▶ [PROBLEM]: Please return every line of the records below that contains the word "labelsAdded".

Collected data
○ ○ ○ ○

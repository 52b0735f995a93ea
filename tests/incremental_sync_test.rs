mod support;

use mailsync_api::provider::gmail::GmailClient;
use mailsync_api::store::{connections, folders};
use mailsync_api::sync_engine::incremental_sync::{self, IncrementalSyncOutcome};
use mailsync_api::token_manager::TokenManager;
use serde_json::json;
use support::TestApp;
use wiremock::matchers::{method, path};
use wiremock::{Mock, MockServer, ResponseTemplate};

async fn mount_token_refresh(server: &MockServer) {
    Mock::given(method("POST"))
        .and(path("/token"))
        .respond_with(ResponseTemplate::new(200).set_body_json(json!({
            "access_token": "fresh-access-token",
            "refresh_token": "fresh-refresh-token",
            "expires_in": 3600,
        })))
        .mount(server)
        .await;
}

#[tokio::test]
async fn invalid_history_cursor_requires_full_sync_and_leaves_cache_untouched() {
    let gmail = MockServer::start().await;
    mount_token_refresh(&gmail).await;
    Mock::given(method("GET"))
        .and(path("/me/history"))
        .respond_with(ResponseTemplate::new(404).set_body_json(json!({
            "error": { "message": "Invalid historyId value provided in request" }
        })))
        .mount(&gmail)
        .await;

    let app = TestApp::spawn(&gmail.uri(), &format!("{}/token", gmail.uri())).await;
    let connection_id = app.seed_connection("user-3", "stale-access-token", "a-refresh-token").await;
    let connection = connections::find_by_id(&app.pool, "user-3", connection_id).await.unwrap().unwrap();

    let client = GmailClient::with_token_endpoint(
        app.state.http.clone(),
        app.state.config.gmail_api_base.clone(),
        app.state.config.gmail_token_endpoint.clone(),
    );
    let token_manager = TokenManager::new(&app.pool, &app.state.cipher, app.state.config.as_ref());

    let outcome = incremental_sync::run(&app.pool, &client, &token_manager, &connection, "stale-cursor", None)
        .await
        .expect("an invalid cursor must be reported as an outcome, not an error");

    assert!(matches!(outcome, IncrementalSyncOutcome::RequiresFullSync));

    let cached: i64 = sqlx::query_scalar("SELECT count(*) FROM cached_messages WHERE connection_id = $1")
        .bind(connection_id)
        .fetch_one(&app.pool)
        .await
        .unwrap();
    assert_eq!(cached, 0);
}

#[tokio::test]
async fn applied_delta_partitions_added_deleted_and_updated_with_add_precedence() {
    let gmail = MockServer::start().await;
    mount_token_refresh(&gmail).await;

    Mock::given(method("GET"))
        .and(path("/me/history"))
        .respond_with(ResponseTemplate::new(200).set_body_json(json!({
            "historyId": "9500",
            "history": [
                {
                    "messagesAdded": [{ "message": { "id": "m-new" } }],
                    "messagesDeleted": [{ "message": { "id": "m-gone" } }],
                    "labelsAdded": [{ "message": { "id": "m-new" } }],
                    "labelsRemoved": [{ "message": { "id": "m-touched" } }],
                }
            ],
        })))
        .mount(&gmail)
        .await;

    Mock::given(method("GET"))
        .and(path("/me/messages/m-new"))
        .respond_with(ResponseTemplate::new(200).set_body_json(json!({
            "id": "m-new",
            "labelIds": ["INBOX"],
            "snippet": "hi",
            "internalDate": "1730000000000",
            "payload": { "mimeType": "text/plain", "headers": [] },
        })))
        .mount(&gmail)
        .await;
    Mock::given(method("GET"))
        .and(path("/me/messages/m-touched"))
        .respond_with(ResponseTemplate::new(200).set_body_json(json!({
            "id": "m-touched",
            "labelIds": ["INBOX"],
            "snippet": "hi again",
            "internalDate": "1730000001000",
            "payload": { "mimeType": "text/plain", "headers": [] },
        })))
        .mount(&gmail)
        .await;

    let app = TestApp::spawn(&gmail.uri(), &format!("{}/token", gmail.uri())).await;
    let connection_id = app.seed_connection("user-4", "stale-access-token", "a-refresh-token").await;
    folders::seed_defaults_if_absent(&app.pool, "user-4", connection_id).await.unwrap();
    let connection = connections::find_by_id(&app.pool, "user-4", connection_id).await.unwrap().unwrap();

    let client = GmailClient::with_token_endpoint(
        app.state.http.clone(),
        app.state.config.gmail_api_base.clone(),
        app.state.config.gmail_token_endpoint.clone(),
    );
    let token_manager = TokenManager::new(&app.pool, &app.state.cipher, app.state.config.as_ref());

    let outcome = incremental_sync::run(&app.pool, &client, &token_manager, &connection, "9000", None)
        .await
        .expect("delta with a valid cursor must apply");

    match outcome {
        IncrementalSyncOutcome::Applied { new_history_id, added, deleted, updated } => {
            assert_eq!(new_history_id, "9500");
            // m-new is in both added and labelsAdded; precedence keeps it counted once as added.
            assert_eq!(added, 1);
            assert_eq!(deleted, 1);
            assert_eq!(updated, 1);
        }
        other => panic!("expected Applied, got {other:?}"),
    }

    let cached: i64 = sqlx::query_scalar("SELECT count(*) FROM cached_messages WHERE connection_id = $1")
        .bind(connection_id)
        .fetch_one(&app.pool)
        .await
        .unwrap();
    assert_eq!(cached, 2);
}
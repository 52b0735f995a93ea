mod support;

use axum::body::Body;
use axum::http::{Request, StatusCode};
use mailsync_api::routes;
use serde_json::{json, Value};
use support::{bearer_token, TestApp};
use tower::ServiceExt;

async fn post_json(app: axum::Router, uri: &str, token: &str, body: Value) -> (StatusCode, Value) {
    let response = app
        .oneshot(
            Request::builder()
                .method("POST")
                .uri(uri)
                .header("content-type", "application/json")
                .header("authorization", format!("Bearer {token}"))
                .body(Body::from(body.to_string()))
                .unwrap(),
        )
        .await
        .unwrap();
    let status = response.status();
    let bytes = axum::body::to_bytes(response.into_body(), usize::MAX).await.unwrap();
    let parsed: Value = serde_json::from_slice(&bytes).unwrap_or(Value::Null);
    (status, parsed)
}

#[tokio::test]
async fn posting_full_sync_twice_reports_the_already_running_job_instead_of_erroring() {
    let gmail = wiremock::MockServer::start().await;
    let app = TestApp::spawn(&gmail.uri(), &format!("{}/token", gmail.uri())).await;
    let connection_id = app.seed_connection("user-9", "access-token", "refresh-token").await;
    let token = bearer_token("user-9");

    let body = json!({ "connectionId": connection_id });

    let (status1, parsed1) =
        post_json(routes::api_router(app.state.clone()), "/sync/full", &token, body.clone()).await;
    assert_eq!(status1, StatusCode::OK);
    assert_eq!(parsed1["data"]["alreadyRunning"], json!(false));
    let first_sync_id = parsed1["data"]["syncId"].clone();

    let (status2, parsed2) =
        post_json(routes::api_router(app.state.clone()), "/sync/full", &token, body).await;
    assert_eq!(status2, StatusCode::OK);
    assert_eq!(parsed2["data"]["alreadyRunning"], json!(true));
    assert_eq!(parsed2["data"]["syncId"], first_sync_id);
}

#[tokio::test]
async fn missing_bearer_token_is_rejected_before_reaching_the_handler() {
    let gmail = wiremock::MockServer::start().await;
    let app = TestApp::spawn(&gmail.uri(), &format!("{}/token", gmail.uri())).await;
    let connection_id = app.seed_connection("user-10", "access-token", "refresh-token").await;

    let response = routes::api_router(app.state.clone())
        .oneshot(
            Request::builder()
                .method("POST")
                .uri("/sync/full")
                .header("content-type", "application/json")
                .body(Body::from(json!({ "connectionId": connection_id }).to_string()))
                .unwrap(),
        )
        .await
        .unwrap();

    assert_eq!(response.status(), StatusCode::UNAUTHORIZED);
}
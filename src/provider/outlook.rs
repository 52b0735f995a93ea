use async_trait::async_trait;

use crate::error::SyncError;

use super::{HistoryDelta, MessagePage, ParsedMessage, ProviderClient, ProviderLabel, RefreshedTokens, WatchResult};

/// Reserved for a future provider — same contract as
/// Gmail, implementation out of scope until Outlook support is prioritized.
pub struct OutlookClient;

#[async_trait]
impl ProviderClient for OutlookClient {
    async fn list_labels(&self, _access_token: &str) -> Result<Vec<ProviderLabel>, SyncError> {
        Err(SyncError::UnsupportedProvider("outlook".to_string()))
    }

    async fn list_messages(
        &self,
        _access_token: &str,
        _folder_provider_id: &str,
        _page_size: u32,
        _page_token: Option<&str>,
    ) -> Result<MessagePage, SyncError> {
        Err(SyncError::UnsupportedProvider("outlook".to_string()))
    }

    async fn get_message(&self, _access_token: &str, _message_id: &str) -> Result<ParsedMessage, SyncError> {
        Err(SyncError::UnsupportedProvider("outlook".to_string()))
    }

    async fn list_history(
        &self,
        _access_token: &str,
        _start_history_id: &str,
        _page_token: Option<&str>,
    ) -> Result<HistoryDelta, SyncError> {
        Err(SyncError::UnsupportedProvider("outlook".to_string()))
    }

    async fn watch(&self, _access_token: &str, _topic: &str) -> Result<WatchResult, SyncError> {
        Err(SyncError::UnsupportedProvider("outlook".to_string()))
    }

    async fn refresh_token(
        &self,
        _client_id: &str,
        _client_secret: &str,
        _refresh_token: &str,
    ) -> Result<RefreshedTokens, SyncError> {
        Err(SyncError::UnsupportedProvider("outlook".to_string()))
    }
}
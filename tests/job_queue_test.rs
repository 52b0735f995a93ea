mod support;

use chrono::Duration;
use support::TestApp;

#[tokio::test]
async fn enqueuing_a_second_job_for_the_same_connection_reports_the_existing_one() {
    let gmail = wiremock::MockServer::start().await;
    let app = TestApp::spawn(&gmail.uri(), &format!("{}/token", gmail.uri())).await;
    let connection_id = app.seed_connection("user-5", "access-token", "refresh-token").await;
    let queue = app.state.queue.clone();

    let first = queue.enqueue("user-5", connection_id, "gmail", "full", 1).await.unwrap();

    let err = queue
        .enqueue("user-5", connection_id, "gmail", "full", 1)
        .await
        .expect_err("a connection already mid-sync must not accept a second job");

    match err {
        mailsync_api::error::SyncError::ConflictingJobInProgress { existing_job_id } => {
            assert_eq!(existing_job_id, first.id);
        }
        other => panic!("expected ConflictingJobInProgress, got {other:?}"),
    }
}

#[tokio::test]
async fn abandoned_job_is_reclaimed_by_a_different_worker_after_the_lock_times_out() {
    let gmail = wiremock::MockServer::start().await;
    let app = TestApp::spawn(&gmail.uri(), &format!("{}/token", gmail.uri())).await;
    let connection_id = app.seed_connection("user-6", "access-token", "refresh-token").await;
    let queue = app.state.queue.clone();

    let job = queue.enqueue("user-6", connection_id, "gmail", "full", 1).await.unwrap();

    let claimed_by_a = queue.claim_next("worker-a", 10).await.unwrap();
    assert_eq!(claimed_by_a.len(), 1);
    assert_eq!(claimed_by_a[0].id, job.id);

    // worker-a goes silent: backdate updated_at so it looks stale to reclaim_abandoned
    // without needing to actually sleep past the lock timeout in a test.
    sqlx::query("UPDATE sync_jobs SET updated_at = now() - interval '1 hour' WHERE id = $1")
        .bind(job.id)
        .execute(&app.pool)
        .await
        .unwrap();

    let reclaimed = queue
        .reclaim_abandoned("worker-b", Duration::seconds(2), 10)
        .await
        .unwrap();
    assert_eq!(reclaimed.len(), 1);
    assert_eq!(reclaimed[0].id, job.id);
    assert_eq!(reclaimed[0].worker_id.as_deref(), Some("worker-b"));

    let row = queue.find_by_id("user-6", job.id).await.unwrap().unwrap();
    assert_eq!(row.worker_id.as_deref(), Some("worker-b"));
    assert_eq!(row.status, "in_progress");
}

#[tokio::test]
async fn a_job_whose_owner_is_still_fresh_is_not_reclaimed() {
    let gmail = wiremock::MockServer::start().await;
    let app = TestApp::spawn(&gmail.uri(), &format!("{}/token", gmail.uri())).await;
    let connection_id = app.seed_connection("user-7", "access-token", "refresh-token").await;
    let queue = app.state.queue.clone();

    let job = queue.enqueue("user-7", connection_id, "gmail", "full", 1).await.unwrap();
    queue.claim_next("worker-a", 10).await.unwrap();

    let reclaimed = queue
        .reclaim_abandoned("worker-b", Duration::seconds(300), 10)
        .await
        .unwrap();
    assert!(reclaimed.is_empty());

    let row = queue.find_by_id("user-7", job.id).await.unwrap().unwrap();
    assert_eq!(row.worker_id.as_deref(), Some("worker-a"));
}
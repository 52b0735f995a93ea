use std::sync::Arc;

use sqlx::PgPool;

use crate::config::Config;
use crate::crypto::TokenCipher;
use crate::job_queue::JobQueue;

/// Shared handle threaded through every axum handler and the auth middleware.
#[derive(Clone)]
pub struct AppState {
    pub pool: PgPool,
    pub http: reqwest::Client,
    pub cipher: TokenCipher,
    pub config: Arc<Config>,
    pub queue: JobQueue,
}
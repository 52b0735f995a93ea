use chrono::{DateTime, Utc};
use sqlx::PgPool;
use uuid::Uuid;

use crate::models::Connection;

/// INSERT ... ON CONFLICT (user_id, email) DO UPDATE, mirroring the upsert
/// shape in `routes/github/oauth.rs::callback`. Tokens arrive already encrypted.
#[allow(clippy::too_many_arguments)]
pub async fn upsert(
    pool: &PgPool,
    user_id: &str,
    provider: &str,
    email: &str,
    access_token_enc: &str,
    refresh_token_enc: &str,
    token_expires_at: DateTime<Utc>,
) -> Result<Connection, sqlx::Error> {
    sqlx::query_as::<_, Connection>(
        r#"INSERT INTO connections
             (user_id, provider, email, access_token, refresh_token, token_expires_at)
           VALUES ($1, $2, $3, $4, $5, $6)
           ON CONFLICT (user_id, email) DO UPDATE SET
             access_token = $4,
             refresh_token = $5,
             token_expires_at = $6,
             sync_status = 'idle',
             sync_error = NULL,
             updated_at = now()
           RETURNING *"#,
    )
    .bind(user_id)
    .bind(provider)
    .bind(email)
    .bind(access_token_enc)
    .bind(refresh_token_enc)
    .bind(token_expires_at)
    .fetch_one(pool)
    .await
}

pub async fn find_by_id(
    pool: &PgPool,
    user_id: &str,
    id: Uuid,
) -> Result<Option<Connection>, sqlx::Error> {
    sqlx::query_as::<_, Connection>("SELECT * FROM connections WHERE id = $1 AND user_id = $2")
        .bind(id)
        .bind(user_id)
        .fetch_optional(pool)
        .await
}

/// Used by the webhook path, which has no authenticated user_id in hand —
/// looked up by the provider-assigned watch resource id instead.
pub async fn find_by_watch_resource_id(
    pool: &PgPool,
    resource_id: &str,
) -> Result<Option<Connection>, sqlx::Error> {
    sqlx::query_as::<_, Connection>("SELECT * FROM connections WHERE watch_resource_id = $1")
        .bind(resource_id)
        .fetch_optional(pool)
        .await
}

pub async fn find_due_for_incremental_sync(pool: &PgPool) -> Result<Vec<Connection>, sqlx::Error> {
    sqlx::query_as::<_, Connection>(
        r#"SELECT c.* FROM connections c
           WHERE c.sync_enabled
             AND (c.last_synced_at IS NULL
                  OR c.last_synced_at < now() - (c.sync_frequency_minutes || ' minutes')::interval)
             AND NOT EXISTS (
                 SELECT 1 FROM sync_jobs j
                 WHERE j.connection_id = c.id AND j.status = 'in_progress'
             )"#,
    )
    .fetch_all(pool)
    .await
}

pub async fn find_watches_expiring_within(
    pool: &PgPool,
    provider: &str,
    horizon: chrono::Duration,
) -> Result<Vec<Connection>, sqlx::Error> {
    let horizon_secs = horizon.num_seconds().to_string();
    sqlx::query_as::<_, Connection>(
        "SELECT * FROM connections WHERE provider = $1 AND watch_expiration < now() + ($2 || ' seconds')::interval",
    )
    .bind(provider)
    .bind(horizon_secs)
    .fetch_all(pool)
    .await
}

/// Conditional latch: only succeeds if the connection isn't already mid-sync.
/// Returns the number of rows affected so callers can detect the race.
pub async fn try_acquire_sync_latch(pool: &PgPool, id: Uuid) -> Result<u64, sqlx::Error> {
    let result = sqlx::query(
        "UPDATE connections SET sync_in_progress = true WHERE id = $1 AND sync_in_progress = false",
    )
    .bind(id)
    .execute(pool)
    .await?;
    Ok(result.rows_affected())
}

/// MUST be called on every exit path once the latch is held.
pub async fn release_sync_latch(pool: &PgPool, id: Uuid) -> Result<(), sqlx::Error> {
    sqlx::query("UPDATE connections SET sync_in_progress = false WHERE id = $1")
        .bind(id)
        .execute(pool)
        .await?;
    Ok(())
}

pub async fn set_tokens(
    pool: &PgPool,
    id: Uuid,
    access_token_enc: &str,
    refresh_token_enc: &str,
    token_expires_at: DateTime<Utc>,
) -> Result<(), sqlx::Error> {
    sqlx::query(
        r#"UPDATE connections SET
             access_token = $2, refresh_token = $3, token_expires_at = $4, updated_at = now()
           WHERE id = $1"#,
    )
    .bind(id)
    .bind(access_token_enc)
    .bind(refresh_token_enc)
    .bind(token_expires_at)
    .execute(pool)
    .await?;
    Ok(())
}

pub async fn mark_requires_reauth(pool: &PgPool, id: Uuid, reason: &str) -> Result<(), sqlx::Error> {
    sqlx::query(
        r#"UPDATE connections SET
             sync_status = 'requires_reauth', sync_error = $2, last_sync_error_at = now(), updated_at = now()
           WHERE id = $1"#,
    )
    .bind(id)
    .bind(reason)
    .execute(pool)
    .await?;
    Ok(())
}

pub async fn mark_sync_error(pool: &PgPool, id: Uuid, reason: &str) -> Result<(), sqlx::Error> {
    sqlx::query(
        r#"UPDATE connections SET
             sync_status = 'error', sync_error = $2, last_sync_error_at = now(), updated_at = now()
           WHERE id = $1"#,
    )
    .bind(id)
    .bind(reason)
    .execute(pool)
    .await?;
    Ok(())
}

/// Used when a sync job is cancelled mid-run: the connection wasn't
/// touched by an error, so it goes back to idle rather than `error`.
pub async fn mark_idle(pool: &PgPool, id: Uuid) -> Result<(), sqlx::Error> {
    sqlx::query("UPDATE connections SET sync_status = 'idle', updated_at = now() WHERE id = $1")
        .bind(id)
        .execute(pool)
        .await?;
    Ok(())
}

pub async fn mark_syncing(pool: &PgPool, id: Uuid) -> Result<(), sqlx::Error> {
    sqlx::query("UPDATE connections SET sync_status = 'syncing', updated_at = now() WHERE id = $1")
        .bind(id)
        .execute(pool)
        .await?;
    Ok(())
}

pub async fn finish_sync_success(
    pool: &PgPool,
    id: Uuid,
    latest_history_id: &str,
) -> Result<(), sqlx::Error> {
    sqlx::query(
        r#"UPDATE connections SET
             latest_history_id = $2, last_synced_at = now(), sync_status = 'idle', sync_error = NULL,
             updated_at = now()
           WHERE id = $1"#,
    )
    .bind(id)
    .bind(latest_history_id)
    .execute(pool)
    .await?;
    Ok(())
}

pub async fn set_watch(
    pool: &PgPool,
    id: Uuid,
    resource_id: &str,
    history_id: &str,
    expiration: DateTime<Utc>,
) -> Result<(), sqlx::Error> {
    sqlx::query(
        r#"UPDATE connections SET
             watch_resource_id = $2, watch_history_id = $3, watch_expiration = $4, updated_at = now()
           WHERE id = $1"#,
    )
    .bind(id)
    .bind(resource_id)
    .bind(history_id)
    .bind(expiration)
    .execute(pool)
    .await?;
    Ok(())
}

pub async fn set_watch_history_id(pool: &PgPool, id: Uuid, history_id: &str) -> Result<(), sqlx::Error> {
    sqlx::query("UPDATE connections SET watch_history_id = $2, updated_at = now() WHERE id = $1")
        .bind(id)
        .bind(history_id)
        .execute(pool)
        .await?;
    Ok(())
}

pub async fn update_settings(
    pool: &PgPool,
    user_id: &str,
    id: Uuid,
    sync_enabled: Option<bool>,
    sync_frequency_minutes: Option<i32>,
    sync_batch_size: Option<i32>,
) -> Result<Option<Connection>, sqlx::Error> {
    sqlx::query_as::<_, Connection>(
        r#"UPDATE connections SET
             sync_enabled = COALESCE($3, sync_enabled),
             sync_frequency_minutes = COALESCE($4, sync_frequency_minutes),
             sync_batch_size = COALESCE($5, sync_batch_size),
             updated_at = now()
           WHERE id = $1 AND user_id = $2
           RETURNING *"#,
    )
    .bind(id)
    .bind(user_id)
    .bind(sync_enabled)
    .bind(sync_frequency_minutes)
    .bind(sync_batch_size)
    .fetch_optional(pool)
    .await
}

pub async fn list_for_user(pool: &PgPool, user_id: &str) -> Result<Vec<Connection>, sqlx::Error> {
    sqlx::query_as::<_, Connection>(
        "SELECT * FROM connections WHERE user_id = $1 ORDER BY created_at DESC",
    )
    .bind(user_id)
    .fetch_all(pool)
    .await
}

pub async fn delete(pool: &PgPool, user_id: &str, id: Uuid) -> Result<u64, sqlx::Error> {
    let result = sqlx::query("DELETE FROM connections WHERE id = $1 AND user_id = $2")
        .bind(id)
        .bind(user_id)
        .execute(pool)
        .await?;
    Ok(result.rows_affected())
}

○ ○ ○ ○

▶ [TASK RESULT]:
                    "labelsAdded": [{ "message": { "id": "m-new" } }],
            // m-new is in both added and labelsAdded; precedence keeps it counted once as added.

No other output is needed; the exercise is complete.